I don't get it, is it a cartoon, a video game?
What is the gimmick supposed to be, with flying people and such?
Its a movie.
I can't click directly on a Youtube link without getting a mass of JavaScript.
I can go directly to Youtub, search for, and watch a video with no problem.
Garde la Foi, mes amis! Nous nous sommes les sauveurs de la République! Maintenant et Toujours!
(Keep the Faith, my friends! We are the saviors of the Republic! Now and Forever!)
LonePalm, le Républicain du verre cassé (The Broken Glass Republican)
Mnaaaah... Ok it looks impressive (visually...). But it's way more anout fantasy, fiction and matrix-esque style than about real history. Not my taste...
I agree. Looks REALLY cool!
Yeah its based on the graphic novel. Its fantasy based on a historical battle,but it looks very good.
Looks like an upgunned version of the original ("The 300 Spartans" starring Richard Egan), with a lot more sex and special effects. Deal me in!
Actually, Spartan society was anything but free, but they were real badassess in battle.
There are better trailers for it at http://www.apple.com/trailers/wb/300/
Yes. Freedom doesn't describe Sparta. A battle for sovereignty and identity would be a better fit.
This would make an unbelievably good movie without the fantasy.
Absolutely. Hollywood hasn't learned that sometimes history doesn't need to be embellished....like the proposed movie about Valerie Plame and her worthless husband.
Then I read this http://www.victorhanson.com/articles/hanson101106.html by Victor Davis Hanson. If you are unfamiliar with him, he is a classist professor and sometimes conservative commentator who appears on NRO sometimes. He is the author of "Hoplites: The Classical Greek Battle Experience", "Who Killed Homer: The Demise of Classical Education and the Recovery of Greek Wisdom", and "A War Like No Other: How the Athenians and Spartans Fought the Peloponnesian War" among others (see his complete list here - http://www.victorhanson.com/Books/index.html)
I have re-thunk my position and will probably see it.
Will there be magic robots, too?
"300, of course, makes plenty of allowance for popular tastes, changing and expanding the story to meet the protocols of the comic book genre. The film was not shot on location outdoors, but in a studio using the so-called digital backlot technique of sometimes placing the actors against blue screens. The resulting realism is not that of the sun-soaked cliffs above the blue Aegean Thermopylae remains spectacularly beautiful today but of the eerie etchings of the comic book.
The Spartans fight bare-chested without armor, in the heroic nude manner that ancient Greek vase-painters portrayed Greek hoplites, their muscles bulging as if they were contemporary comic book action heroes.

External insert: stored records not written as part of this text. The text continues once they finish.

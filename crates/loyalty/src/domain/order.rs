//! Order Entities
//!
//! One `orders` table backs two kinds of rows: loyalty orders
//! (`processable = true`) that the accrual poller reconciles, and withdrawal
//! records (`processable = false`) that never change after creation. The two
//! never appear in each other's listings.

use chrono::{DateTime, Utc};
use serde::{Deserialize, Serialize};
use std::fmt;
use std::str::FromStr;

/// Lifecycle state of a loyalty order
///
/// `Processed` and `Invalid` are terminal; the poller stops re-querying a
/// number once either is reached.
#[derive(Debug, Clone, Copy, PartialEq, Eq, Serialize, Deserialize)]
#[serde(rename_all = "UPPERCASE")]
pub enum OrderStatus {
    New,
    Registered,
    Processing,
    Invalid,
    Processed,
}

impl OrderStatus {
    pub const fn as_str(&self) -> &'static str {
        match self {
            OrderStatus::New => "NEW",
            OrderStatus::Registered => "REGISTERED",
            OrderStatus::Processing => "PROCESSING",
            OrderStatus::Invalid => "INVALID",
            OrderStatus::Processed => "PROCESSED",
        }
    }

    /// Whether the poller is done with orders in this state
    pub const fn is_terminal(&self) -> bool {
        matches!(self, OrderStatus::Processed | OrderStatus::Invalid)
    }
}

impl fmt::Display for OrderStatus {
    fn fmt(&self, f: &mut fmt::Formatter<'_>) -> fmt::Result {
        write!(f, "{}", self.as_str())
    }
}

impl FromStr for OrderStatus {
    type Err = String;

    fn from_str(s: &str) -> Result<Self, Self::Err> {
        match s {
            "NEW" => Ok(OrderStatus::New),
            "REGISTERED" => Ok(OrderStatus::Registered),
            "PROCESSING" => Ok(OrderStatus::Processing),
            "INVALID" => Ok(OrderStatus::Invalid),
            "PROCESSED" => Ok(OrderStatus::Processed),
            other => Err(format!("unknown order status: {}", other)),
        }
    }
}

/// Loyalty order as read back for listings
#[derive(Debug, Clone)]
pub struct LoyaltyOrder {
    pub number: i64,
    pub status: OrderStatus,
    /// Points credited once the order reaches `Processed`
    pub accrual: Option<f64>,
    pub uploaded_at: DateTime<Utc>,
}

/// Withdrawal record: an order-numbered debit against a balance
#[derive(Debug, Clone)]
pub struct Withdrawal {
    pub order: i64,
    pub sum: f64,
    pub processed_at: DateTime<Utc>,
}
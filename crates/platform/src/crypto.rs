//! Cryptographic Utilities

use rand::{RngCore, rngs::OsRng};
use sha2::{Digest, Sha256};

/// Generate cryptographically secure random bytes
pub fn random_bytes(len: usize) -> Vec<u8> {
    let mut bytes = vec![0u8; len];
    OsRng.fill_bytes(&mut bytes);
    bytes
}

/// Generate a 256-bit signing key, hex-encoded for storage
pub fn generate_key_hex() -> String {
    hex::encode(random_bytes(32))
}

/// Compute SHA-256 hash
pub fn sha256(data: &[u8]) -> [u8; 32] {
    let mut hasher = Sha256::new();
    hasher.update(data);
    hasher.finalize().into()
}

/// Hex-encoded SHA-256 digest of a password
///
/// Deterministic: the same password always yields the same digest, which is
/// what the login lookup compares against.
pub fn password_digest(password: &str) -> String {
    hex::encode(sha256(password.as_bytes()))
}

#[cfg(test)]
mod tests {
    use super::*;

    #[test]
    fn test_sha256_known_values() {
        // SHA-256 of empty string
        let hash = sha256(b"");
        let expected =
            hex::decode("e3b0c44298fc1c149afbf4c8996fb92427ae41e4649b934ca495991b7852b855")
                .unwrap();
        assert_eq!(hash.to_vec(), expected);

        // SHA-256 of "hello"
        let hash = sha256(b"hello");
        let expected =
            hex::decode("2cf24dba5fb0a30e26e83b2ac5b9e29e1b161e5c1fa7425e73043362938b9824")
                .unwrap();
        assert_eq!(hash.to_vec(), expected);
    }

    #[test]
    fn test_password_digest_known_value() {
        assert_eq!(
            password_digest("myMegaPass"),
            "af89968d2591ce2f7f38d934c9abcc982461e0158be34a360b02f2e328d7a4b3"
        );
    }

    #[test]
    fn test_password_digest_deterministic() {
        assert_eq!(password_digest("secret"), password_digest("secret"));
        assert_ne!(password_digest("secret"), password_digest("secret2"));
    }

    #[test]
    fn test_random_bytes() {
        let bytes = random_bytes(32);
        assert_eq!(bytes.len(), 32);
        // Should not be all zeros (statistically)
        assert!(bytes.iter().any(|&b| b != 0));
    }

    #[test]
    fn test_generate_key_hex() {
        let key = generate_key_hex();
        assert_eq!(key.len(), 64);
        assert!(key.chars().all(|c| c.is_ascii_hexdigit()));
        assert_ne!(key, generate_key_hex());
    }
}
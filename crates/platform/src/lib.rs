//! Platform Crate - Technical Infrastructure
//!
//! This crate provides shared technical foundations:
//! - Cryptographic utilities (SHA-256 digests, CSPRNG key generation)
//! - Signed bearer-token codec (HMAC-SHA256 JWT)
//! - Cookie management

pub mod cookie;
pub mod crypto;
pub mod token;
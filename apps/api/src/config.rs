//! Process Configuration
//!
//! Command-line flags with environment-variable fallbacks. A malformed bind
//! address or accrual URL is a fatal startup error.

use anyhow::{Context, bail};
use clap::Parser;

#[derive(Parser, Debug)]
#[command(name = "api")]
#[command(about = "Loyalty-points service: order accrual and withdrawals")]
#[command(version = env!("CARGO_PKG_VERSION"))]
pub struct Config {
    /// HTTP bind address, host:port
    #[arg(
        short = 'a',
        long = "address",
        env = "RUN_ADDRESS",
        default_value = "localhost:8080"
    )]
    pub run_address: String,

    /// PostgreSQL connection URI
    #[arg(
        short = 'd',
        long = "database-uri",
        env = "DATABASE_URI",
        default_value = "postgres://localhost/loyalty"
    )]
    pub database_uri: String,

    /// Accrual calculator base URL (scheme and host required)
    #[arg(short = 'r', long = "accrual-address", env = "ACCRUAL_SYSTEM_ADDRESS")]
    pub accrual_address: String,
}

impl Config {
    pub fn validate(&self) -> anyhow::Result<()> {
        let (host, port) = self
            .run_address
            .rsplit_once(':')
            .context("run address must be host:port")?;
        if host.is_empty() {
            bail!("run address must have a host");
        }
        port.parse::<u16>()
            .context("run address must have a numeric port")?;

        let url = reqwest::Url::parse(&self.accrual_address)
            .context("accrual address is not a valid URL")?;
        if !matches!(url.scheme(), "http" | "https") || !url.has_host() {
            bail!("accrual address must be an http(s) URL with a host");
        }

        Ok(())
    }

    /// Accrual base URL without a trailing slash, ready for path appends
    pub fn accrual_base(&self) -> String {
        self.accrual_address.trim_end_matches('/').to_string()
    }
}

#[cfg(test)]
mod tests {
    use super::*;

    fn config(run: &str, accrual: &str) -> Config {
        Config {
            run_address: run.to_string(),
            database_uri: "postgres://localhost/loyalty".to_string(),
            accrual_address: accrual.to_string(),
        }
    }

    #[test]
    fn test_valid_config() {
        assert!(config("localhost:8080", "http://localhost:8081").validate().is_ok());
        assert!(config("0.0.0.0:80", "https://accrual.internal").validate().is_ok());
    }

    #[test]
    fn test_invalid_run_address() {
        assert!(config("localhost", "http://localhost:8081").validate().is_err());
        assert!(config(":8080", "http://localhost:8081").validate().is_err());
        assert!(config("localhost:eighty", "http://localhost:8081").validate().is_err());
    }

    #[test]
    fn test_invalid_accrual_address() {
        assert!(config("localhost:8080", "").validate().is_err());
        assert!(config("localhost:8080", "accrual.internal").validate().is_err());
        assert!(config("localhost:8080", "ftp://accrual.internal").validate().is_err());
    }

    #[test]
    fn test_accrual_base_strips_trailing_slash() {
        assert_eq!(
            config("localhost:8080", "http://localhost:8081/").accrual_base(),
            "http://localhost:8081"
        );
    }

    #[test]
    fn test_flag_parsing() {
        let config = Config::try_parse_from([
            "api",
            "-a",
            "127.0.0.1:9090",
            "-d",
            "postgres://db/points",
            "-r",
            "http://localhost:8081",
        ])
        .unwrap();

        assert_eq!(config.run_address, "127.0.0.1:9090");
        assert_eq!(config.database_uri, "postgres://db/points");
        assert_eq!(config.accrual_address, "http://localhost:8081");
    }
}
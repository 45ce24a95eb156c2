//! Access token issuance (`cgi-bin/token`)

use async_trait::async_trait;
use reqwest::Client;
use serde::Deserialize;
use tracing::{debug, error};

use crate::error::{MpError, Result};

/// Lifetime used when the platform omits `expires_in`
pub const DEFAULT_TOKEN_LIFETIME_SECS: u64 = 7200;

/// Token returned by the issuance endpoint
#[derive(Debug, Clone, PartialEq, Eq)]
pub struct FetchedCredential {
    pub access_token: String,
    /// Lifetime in seconds, already clamped
    pub expires_in: u64,
}

/// Source of new access tokens
#[async_trait]
pub trait CredentialFetcher: Send + Sync {
    async fn fetch(&self) -> Result<FetchedCredential>;
}

/// Token response from WeChat API
#[derive(Debug, Deserialize)]
struct TokenResponse {
    #[serde(default)]
    access_token: Option<String>,
    #[serde(default)]
    expires_in: Option<u64>,
    #[serde(default)]
    errcode: Option<i64>,
    #[serde(default)]
    errmsg: Option<String>,
}

/// Fetches tokens with `grant_type=client_credential`
#[derive(Clone)]
pub struct HttpCredentialFetcher {
    app_id: String,
    app_secret: String,
    api_base: String,
    max_lifetime_secs: u64,
    http_client: Client,
}

impl HttpCredentialFetcher {
    pub fn new(
        app_id: String,
        app_secret: String,
        api_base: String,
        max_lifetime_secs: u64,
        http_client: Client,
    ) -> Self {
        Self {
            app_id,
            app_secret,
            api_base,
            max_lifetime_secs,
            http_client,
        }
    }
}

#[async_trait]
impl CredentialFetcher for HttpCredentialFetcher {
    async fn fetch(&self) -> Result<FetchedCredential> {
        debug!("Fetching WeChat access token for app {}", self.app_id);

        let url = format!("{}token", self.api_base);
        let response = self
            .http_client
            .get(&url)
            .query(&[
                ("grant_type", "client_credential"),
                ("appid", self.app_id.as_str()),
                ("secret", self.app_secret.as_str()),
            ])
            .send()
            .await?;

        let status = response.status();
        let body = response.text().await?;

        // errcode wins over the HTTP status
        let token_resp: TokenResponse = match serde_json::from_str(&body) {
            Ok(parsed) => parsed,
            Err(_) if !status.is_success() => {
                return Err(MpError::Status {
                    status: status.as_u16(),
                    body,
                });
            }
            Err(e) => return Err(e.into()),
        };

        if let Some(errcode) = token_resp.errcode
            && errcode != 0
        {
            let errmsg = token_resp.errmsg.unwrap_or_default();
            error!("WeChat token error: {} - {}", errcode, errmsg);
            return Err(MpError::Api {
                code: errcode,
                message: errmsg,
            });
        }

        if !status.is_success() {
            return Err(MpError::Status {
                status: status.as_u16(),
                body,
            });
        }

        let access_token = token_resp
            .access_token
            .filter(|t| !t.is_empty())
            .ok_or_else(|| MpError::MalformedPayload("token response without access_token".into()))?;

        let declared = token_resp.expires_in.unwrap_or(DEFAULT_TOKEN_LIFETIME_SECS);
        Ok(FetchedCredential {
            access_token,
            expires_in: declared.min(self.max_lifetime_secs),
        })
    }
}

Again, following the Miller comic, artistic license is made with the original story the traitor Ephialtes is as deformed in body as he is in character; King Xerxes is not bearded and perched on a distant throne, but bald, huge, perhaps sexually ambiguous, and often right on the battlefield. The Persians bring with them exotic beasts like a rhinoceros and elephant, and the leader of the Immortals fights Leonidas in a duel (which the Greeks knew as monomachia). Shields are metal rather than wood with bronze veneers, and swords sometimes look futuristic rather than ancient.

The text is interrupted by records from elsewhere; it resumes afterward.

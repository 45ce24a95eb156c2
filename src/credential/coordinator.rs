//! Refresh coordination: serve the cached token while fresh, otherwise
//! fetch and store a new one under the refresh lock.

use std::sync::Arc;
use std::time::Duration;

use chrono::Utc;
use reqwest::Client;
use tokio::time::{Instant, sleep};
use tracing::{debug, info, warn};

use super::fetcher::{CredentialFetcher, HttpCredentialFetcher};
use super::store::{
    CachedCredential, CredentialStore, FileCredentialStore, FileLock, LockGuard, RefreshLock,
};
use crate::config::MpConfig;
use crate::error::{MpError, Result};

/// Access token manager shared by every authenticated call
#[derive(Clone)]
pub struct TokenManager {
    store: Arc<dyn CredentialStore>,
    lock: Arc<dyn RefreshLock>,
    fetcher: Arc<dyn CredentialFetcher>,
    lock_timeout: Duration,
    poll_interval: Duration,
}

impl TokenManager {
    pub fn new(
        store: Arc<dyn CredentialStore>,
        lock: Arc<dyn RefreshLock>,
        fetcher: Arc<dyn CredentialFetcher>,
    ) -> Self {
        Self {
            store,
            lock,
            fetcher,
            lock_timeout: Duration::from_secs(30),
            poll_interval: Duration::from_secs(1),
        }
    }

    /// File-backed manager configured from `config`
    pub fn from_config(config: &MpConfig, http_client: Client) -> Self {
        let fetcher = HttpCredentialFetcher::new(
            config.app_id.clone(),
            config.app_secret.clone(),
            config.api_base.clone(),
            config.max_token_lifetime_secs,
            http_client,
        );

        Self::new(
            Arc::new(FileCredentialStore::new(config.tmp_name.clone())),
            Arc::new(FileLock::new(config.lock_path()).with_stale_after(config.lock_timeout())),
            Arc::new(fetcher),
        )
        .with_lock_timing(config.lock_timeout(), config.lock_poll_interval())
    }

    pub fn with_lock_timing(mut self, lock_timeout: Duration, poll_interval: Duration) -> Self {
        self.lock_timeout = lock_timeout;
        self.poll_interval = poll_interval;
        self
    }

    /// Return a valid access token, refreshing it if the cached one is stale
    pub async fn fresh(&self) -> Result<String> {
        let deadline = Instant::now() + self.lock_timeout;

        loop {
            if self.lock.is_held().await? {
                self.wait_for_lock(deadline).await?;
                continue;
            }

            if let Some(cached) = self.load_fresh().await? {
                debug!("Using cached access token");
                return Ok(cached.access_token);
            }

            let Some(guard) = self.lock.try_acquire().await? else {
                // Lost the race to another refresher
                self.wait_for_lock(deadline).await?;
                continue;
            };

            // Another actor may have refreshed between our read and the lock
            if let Some(cached) = self.load_fresh().await? {
                debug!("Access token refreshed by another caller");
                return Ok(cached.access_token);
            }

            return self.fetch_and_store(guard).await;
        }
    }

    /// Fetch a new token even if the cached one has not expired yet
    pub async fn refresh(&self) -> Result<String> {
        let deadline = Instant::now() + self.lock_timeout;

        loop {
            match self.lock.try_acquire().await? {
                Some(guard) => return self.fetch_and_store(guard).await,
                None => {
                    // Someone else is refreshing; their token is as new as ours would be
                    self.wait_for_lock(deadline).await?;
                    if let Some(cached) = self.load_fresh().await? {
                        return Ok(cached.access_token);
                    }
                }
            }
        }
    }

    async fn load_fresh(&self) -> Result<Option<CachedCredential>> {
        let now = Utc::now().timestamp();
        Ok(self.store.load().await?.filter(|c| c.is_fresh_at(now)))
    }

    /// The guard is held until this returns, on success and on error alike
    async fn fetch_and_store(&self, _guard: LockGuard) -> Result<String> {
        let fetched = self.fetcher.fetch().await?;
        let issued_at = Utc::now().timestamp();

        let credential = CachedCredential::new(fetched.access_token, issued_at, fetched.expires_in);
        self.store.save(&credential).await?;

        info!(
            "Successfully refreshed WeChat access token (expires in {}s)",
            credential.expires_in
        );
        Ok(credential.access_token)
    }

    async fn wait_for_lock(&self, deadline: Instant) -> Result<()> {
        loop {
            if Instant::now() >= deadline {
                warn!("Gave up waiting for the token refresh lock");
                return Err(MpError::LockTimeout(self.lock_timeout));
            }
            sleep(self.poll_interval).await;
            if !self.lock.is_held().await? {
                return Ok(());
            }
        }
    }
}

Again, purists must remember that 300 seeks to bring a comic book, not Herodotus, to the screen."
Perhaps (I'm no expert), but here is what Victor Davis Hanson (who is one) says about the film (see post #15):
"If critics think that 300 reduces and simplifies the meaning of Thermopylae into freedom versus tyranny, they should reread carefully ancient accounts and then blame Herodotus, Plutarch, and Diodorus who long ago boasted that Greek freedom was on trial against Persian autocracy, free men in superior fashion dying for their liberty, their enslaved enemies being whipped to enslave others."
QUOTED FOR TRUTH.
"300" is a comic book brought to the screen, in the same fashion as Frank Miller's "Sin City".

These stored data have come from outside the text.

#[cfg(test)]
mod tests {
    use super::*;
    use crate::config::RetryPolicy;
    use crate::credential::{CachedCredential, HttpCredentialFetcher, MemoryCredentialStore, MemoryLock};
    use crate::message::Article;
    use chrono::Utc;
    use std::sync::Arc;
    use wiremock::matchers::{body_json, body_string_contains, method, path, query_param};
    use wiremock::{Mock, MockServer, ResponseTemplate};

    fn test_client(server: &MockServer) -> Weixinmp {
        let mut config = MpConfig::new("token", "wx123", "secret");
        config.api_base = format!("{}/cgi-bin/", server.uri());
        config.media_api_base = format!("{}/cgi-bin/media/", server.uri());
        config.retry = RetryPolicy {
            max_attempts: 3,
            initial_backoff_ms: 0,
            max_backoff_ms: 0,
        };

        let store = MemoryCredentialStore::with_credential(CachedCredential::new(
            "TOKEN".to_string(),
            Utc::now().timestamp(),
            7200,
        ));
        let fetcher = HttpCredentialFetcher::new(
            config.app_id.clone(),
            config.app_secret.clone(),
            config.api_base.clone(),
            7200,
            Client::new(),
        );
        let tokens = TokenManager::new(Arc::new(store), Arc::new(MemoryLock::new()), Arc::new(fetcher));
        Weixinmp::with_token_manager(&config, Client::new(), tokens)
    }

    #[tokio::test]
    async fn test_send_text_message() {
        let server = MockServer::start().await;
        Mock::given(method("POST"))
            .and(path("/cgi-bin/message/custom/send"))
            .and(query_param("access_token", "TOKEN"))
            .and(body_json(serde_json::json!({
                "touser": "openid1",
                "msgtype": "text",
                "text": {"content": "hello"}
            })))
            .respond_with(ResponseTemplate::new(200).set_body_json(serde_json::json!({"errcode": 0, "errmsg": "ok"})))
            .expect(1)
            .mount(&server)
            .await;

        let mp = test_client(&server);
        mp.send_message("openid1", &OutboundMessage::text("hello"))
            .await
            .unwrap();
    }

    #[tokio::test]
    async fn test_send_news_message() {
        let server = MockServer::start().await;
        Mock::given(method("POST"))
            .and(path("/cgi-bin/message/custom/send"))
            .and(body_string_contains("\"articles\""))
            .respond_with(ResponseTemplate::new(200).set_body_json(serde_json::json!({"errcode": 0, "errmsg": "ok"})))
            .expect(1)
            .mount(&server)
            .await;

        let mp = test_client(&server);
        let news = OutboundMessage::news(vec![Article {
            title: "t".to_string(),
            description: "d".to_string(),
            pic_url: "http://p".to_string(),
            url: "http://u".to_string(),
        }]);
        mp.send_message("openid1", &news).await.unwrap();
    }

    #[tokio::test]
    async fn test_create_temporary_qrcode() {
        let server = MockServer::start().await;
        Mock::given(method("POST"))
            .and(path("/cgi-bin/qrcode/create"))
            .and(body_json(serde_json::json!({
                "expire_seconds": 604800,
                "action_name": "QR_SCENE",
                "action_info": {"scene": {"scene_id": 123}}
            })))
            .respond_with(ResponseTemplate::new(200).set_body_json(serde_json::json!({
                "ticket": "gQH47joAAAAAAAAAASxodHRwOi8vd2VpeGluLnFxLmNvbS9xL2taZ2Z3TVRtNzJXV1Brb3ZhYmJJAAIEZ23sUwMEmm3sUw==",
                "expire_seconds": 604800,
                "url": "http://weixin.qq.com/q/kZgfwMTm72WWPkovabbI"
            })))
            .mount(&server)
            .await;

        let mp = test_client(&server);
        let ticket = mp.create_temporary_qrcode(604800, 123).await.unwrap();
        assert_eq!(ticket.expire_seconds, Some(604800));
        assert!(ticket.ticket.ends_with("=="));
    }

    #[tokio::test]
    async fn test_create_permanent_qrcode() {
        let server = MockServer::start().await;
        Mock::given(method("POST"))
            .and(path("/cgi-bin/qrcode/create"))
            .and(body_json(serde_json::json!({
                "action_name": "QR_LIMIT_SCENE",
                "action_info": {"scene": {"scene_id": 7}}
            })))
            .respond_with(ResponseTemplate::new(200).set_body_json(serde_json::json!({"ticket": "T"})))
            .mount(&server)
            .await;

        let mp = test_client(&server);
        let ticket = mp.create_permanent_qrcode(7).await.unwrap();
        assert_eq!(ticket.ticket, "T");
        assert_eq!(ticket.expire_seconds, None);
    }

    #[test]
    fn test_new_uses_configured_endpoints() -> Result<()> {
        let mut config = MpConfig::new("token", "wx-test", "secret");
        config.api_base = "http://localhost:1/cgi-bin/".to_string();

        let mp = Weixinmp::new(&config)?;
        assert_eq!(mp.url("menu/get"), "http://localhost:1/cgi-bin/menu/get");
        assert_eq!(mp.media_url("get"), format!("{}get", config.media_api_base));
        Ok(())
    }

    #[test]
    fn test_qrcode_url_encodes_ticket() {
        assert_eq!(
            Weixinmp::qrcode_url("a+b/c=="),
            "https://mp.weixin.qq.com/cgi-bin/showqrcode?ticket=a%2Bb%2Fc%3D%3D"
        );
    }

    #[tokio::test]
    async fn test_menu_roundtrip() {
        let server = MockServer::start().await;
        let buttons = vec![
            Button::click("Today", "V1001_TODAY_MUSIC"),
            Button::menu("More", vec![Button::view("Search", "http://www.soso.com/")]),
        ];

        Mock::given(method("POST"))
            .and(path("/cgi-bin/menu/create"))
            .and(body_json(serde_json::json!({
                "button": [
                    {"type": "click", "name": "Today", "key": "V1001_TODAY_MUSIC"},
                    {"name": "More", "sub_button": [
                        {"type": "view", "name": "Search", "url": "http://www.soso.com/"}
                    ]}
                ]
            })))
            .respond_with(ResponseTemplate::new(200).set_body_json(serde_json::json!({"errcode": 0, "errmsg": "ok"})))
            .expect(1)
            .mount(&server)
            .await;
        Mock::given(method("GET"))
            .and(path("/cgi-bin/menu/get"))
            .respond_with(ResponseTemplate::new(200).set_body_json(serde_json::json!({
                "menu": {"button": [
                    {"type": "click", "name": "Today", "key": "V1001_TODAY_MUSIC", "sub_button": []},
                    {"name": "More", "sub_button": [
                        {"type": "view", "name": "Search", "url": "http://www.soso.com/", "sub_button": []}
                    ]}
                ]}
            })))
            .mount(&server)
            .await;

        let mp = test_client(&server);
        mp.create_menu(&buttons).await.unwrap();
        assert_eq!(mp.get_menu().await.unwrap(), buttons);
    }

    #[tokio::test]
    async fn test_menu_errors_surface_after_retries() {
        let server = MockServer::start().await;
        Mock::given(method("GET"))
            .and(path("/cgi-bin/menu/delete"))
            .respond_with(ResponseTemplate::new(200).set_body_json(serde_json::json!({"errcode": 46003, "errmsg": "menu no exist"})))
            .expect(3)
            .mount(&server)
            .await;

        let mp = test_client(&server);
        let err = mp.delete_menu().await.unwrap_err();
        assert!(err.to_string().contains("46003"), "got: {err}");
    }

    #[tokio::test]
    async fn test_upload_media() {
        let server = MockServer::start().await;
        Mock::given(method("POST"))
            .and(path("/cgi-bin/media/upload"))
            .and(query_param("type", "image"))
            .and(query_param("access_token", "TOKEN"))
            .and(body_string_contains("name=\"media\""))
            .respond_with(ResponseTemplate::new(200).set_body_json(serde_json::json!({
                "type": "image", "media_id": "MEDIA_ID", "created_at": 123456789
            })))
            .expect(1)
            .mount(&server)
            .await;

        let dir = tempfile::tempdir().unwrap();
        let file = dir.path().join("photo.jpg");
        std::fs::write(&file, b"not really a jpeg").unwrap();

        let mp = test_client(&server);
        let uploaded = mp.upload_media(MediaType::Image, &file).await.unwrap();
        assert_eq!(uploaded.media_id, "MEDIA_ID");
        assert_eq!(uploaded.media_type, "image");
    }

    #[tokio::test]
    async fn test_download_media_writes_file() {
        let server = MockServer::start().await;
        Mock::given(method("GET"))
            .and(path("/cgi-bin/media/get"))
            .and(query_param("media_id", "MEDIA_ID"))
            .respond_with(
                ResponseTemplate::new(200)
                    .insert_header("content-type", "image/jpeg")
                    .set_body_bytes(b"JPEGDATA".to_vec()),
            )
            .mount(&server)
            .await;

        let dir = tempfile::tempdir().unwrap();
        let dest = dir.path().join("media/out.jpg");

        let mp = test_client(&server);
        let written = mp.download_media("MEDIA_ID", &dest).await.unwrap();
        assert_eq!(written, dest);
        assert_eq!(std::fs::read(&dest).unwrap(), b"JPEGDATA");
    }

    #[tokio::test]
    async fn test_download_media_error_body_is_not_written() {
        let server = MockServer::start().await;
        Mock::given(method("GET"))
            .and(path("/cgi-bin/media/get"))
            .respond_with(
                ResponseTemplate::new(200)
                    .set_body_json(serde_json::json!({"errcode": 40007, "errmsg": "invalid media_id"})),
            )
            .mount(&server)
            .await;

        let dir = tempfile::tempdir().unwrap();
        let dest = dir.path().join("out.jpg");

        let mp = test_client(&server);
        assert!(mp.download_media("bad", &dest).await.is_err());
        assert!(!dest.exists());
    }

    #[tokio::test]
    async fn test_get_user_info() {
        let server = MockServer::start().await;
        Mock::given(method("GET"))
            .and(path("/cgi-bin/user/info"))
            .and(query_param("openid", "o6_bmjrPTlm6_2sgVt7hMZOPfL2M"))
            .and(query_param("lang", "zh_CN"))
            .respond_with(ResponseTemplate::new(200).set_body_json(serde_json::json!({
                "subscribe": 1,
                "openid": "o6_bmjrPTlm6_2sgVt7hMZOPfL2M",
                "nickname": "Band",
                "sex": 1,
                "language": "zh_CN",
                "city": "Guangzhou",
                "province": "Guangdong",
                "country": "China",
                "headimgurl": "http://thirdwx.qlogo.cn/mmopen/0",
                "subscribe_time": 1382694957
            })))
            .mount(&server)
            .await;

        let mp = test_client(&server);
        let user = mp.get_user_info("o6_bmjrPTlm6_2sgVt7hMZOPfL2M").await.unwrap();
        assert_eq!(user.subscribe, 1);
        assert_eq!(user.city, "Guangzhou");
        assert_eq!(user.subscribe_time, 1382694957);
        assert_eq!(user.unionid, None);
    }
}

This is not history, this is Art.
I'm no stranger to the use of the word "freedom" in history. Yet it was not used to describe freedom as we do today. For some Greeks it was close, but not for the Spartans.
Throughout history "Freedom" is used in reference to the people, not the individual, and that is what I pointed out. "Our freedom" is a royal "our" for most before 1776. As a people the Spartans were extremely independent and incredibly defensive of their sovereignty. As individuals, there was no true freedom in Sparta.